What is expected: Among the records below, find each line that includes the string "status" and copy it.

Records supplied:

//! Relocation of exported files between buckets

use super::location::{BucketOpener, GcsLocation};
use crate::config::RelocationMode;
use crate::error::{Error, Result};
use async_trait::async_trait;
use futures::TryStreamExt;
use object_store::path::Path as ObjectPath;
use object_store::{ObjectStore, WriteMultipart};
use tokio::process::Command;
use tracing::{debug, error, info};

/// Result of a relocation
#[derive(Debug, Clone, Default, PartialEq, Eq)]
pub struct RelocationReport {
    /// Number of objects relocated, when the backend reports it
    pub objects: Option<usize>,
}

/// Moves or copies every object matching `source` under `destination`
///
/// `source` is a `gs://bucket/prefix/*` wildcard and `destination` a
/// `gs://bucket/prefix` directory.
#[async_trait]
pub trait Relocator: Send + Sync {
    /// Relocate the objects
    async fn relocate(&self, source: &str, destination: &str) -> Result<RelocationReport>;

    /// Move or copy
    fn mode(&self) -> RelocationMode;
}

// ============================================================================
// gsutil
// ============================================================================

/// Relocates by running `gsutil -m mv|cp`
#[derive(Debug, Clone)]
pub struct GsutilRelocator {
    program: String,
    mode: RelocationMode,
}

impl GsutilRelocator {
    /// Create a relocator running the given gsutil binary
    pub fn new(program: impl Into<String>, mode: RelocationMode) -> Self {
        Self {
            program: program.into(),
            mode,
        }
    }

    fn verb(&self) -> &'static str {
        match self.mode {
            RelocationMode::Move => "mv",
            RelocationMode::Copy => "cp",
        }
    }
}

#[async_trait]
impl Relocator for GsutilRelocator {
    async fn relocate(&self, source: &str, destination: &str) -> Result<RelocationReport> {
        debug!(program = %self.program, verb = self.verb(), source, destination, "Running gsutil");

        let output = Command::new(&self.program)
            .args(["-m", self.verb(), source, destination])
            .output()
            .await
            .map_err(|e| Error::relocation(format!("Failed to run {}: {e}", self.program)))?;

        if !output.status.success() {
            let stderr = String::from_utf8_lossy(&output.stderr).into_owned();
            error!(status = %output.status, stderr = %stderr.trim(), "gsutil failed");
            return Err(Error::Relocation {
                message: format!("{} exited with {}", self.program, output.status),
                stderr: Some(stderr),
            });
        }

        info!(source, destination, "Relocated files with gsutil");
        Ok(RelocationReport { objects: None })
    }

    fn mode(&self) -> RelocationMode {
        self.mode
    }
}

// ============================================================================
// Native
// ============================================================================

/// Upload parts allowed in flight while streaming one object
const MAX_IN_FLIGHT_PARTS: usize = 4;

/// Relocates through object store clients, one object at a time
///
/// Each object is streamed into a multipart upload, so memory use is bounded
/// by the part size rather than the object size.
pub struct ObjectStoreRelocator {
    opener: BucketOpener,
    mode: RelocationMode,
}

impl ObjectStoreRelocator {
    /// Create a relocator opening buckets with `opener`
    pub fn new(opener: BucketOpener, mode: RelocationMode) -> Self {
        Self { opener, mode }
    }
}

#[async_trait]
impl Relocator for ObjectStoreRelocator {
    async fn relocate(&self, source: &str, destination: &str) -> Result<RelocationReport> {
        let from = GcsLocation::parse(source)?;
        let to = GcsLocation::parse(destination)?;
        let source_store = (self.opener)(from.bucket())?;
        let target_store = (self.opener)(to.bucket())?;

        let from_path = from.path();
        let objects: Vec<_> = source_store
            .list(Some(&from_path))
            .try_collect()
            .await?;

        if objects.is_empty() {
            return Err(Error::relocation(format!("No URLs matched: {source}")));
        }

        let from_dir = format!("{}/", from_path.as_ref());
        let to_path = to.path();
        for meta in &objects {
            let relative = meta
                .location
                .as_ref()
                .strip_prefix(&from_dir)
                .unwrap_or(meta.location.as_ref());
            let target = if to_path.as_ref().is_empty() {
                ObjectPath::from(relative)
            } else {
                ObjectPath::from(format!("{}/{relative}", to_path.as_ref()))
            };

            transfer(source_store.as_ref(), target_store.as_ref(), &meta.location, &target).await?;
            if self.mode == RelocationMode::Move {
                source_store.delete(&meta.location).await?;
            }
            debug!(from = %meta.location, to = %target, "Relocated object");
        }

        info!(
            objects = objects.len(),
            mode = ?self.mode,
            source,
            destination,
            "Relocated files"
        );
        Ok(RelocationReport {
            objects: Some(objects.len()),
        })
    }

    fn mode(&self) -> RelocationMode {
        self.mode
    }
}

/// Stream one object from `source` into `target`
async fn transfer(
    source: &dyn ObjectStore,
    target: &dyn ObjectStore,
    from: &ObjectPath,
    to: &ObjectPath,
) -> Result<()> {
    let mut chunks = source.get(from).await?.into_stream();
    let mut writer = WriteMultipart::new(target.put_multipart(to).await?);

    loop {
        let chunk = match chunks.try_next().await {
            Ok(Some(chunk)) => chunk,
            Ok(None) => break,
            Err(e) => {
                writer.abort().await?;
                return Err(e.into());
            }
        };
        writer.wait_for_capacity(MAX_IN_FLIGHT_PARTS).await?;
        writer.write(&chunk);
    }

    writer.finish().await?;
    Ok(())
}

Completed exercise:
        if !output.status.success() {
            error!(status = %output.status, stderr = %stderr.trim(), "gsutil failed");
                message: format!("{} exited with {}", self.program, output.status),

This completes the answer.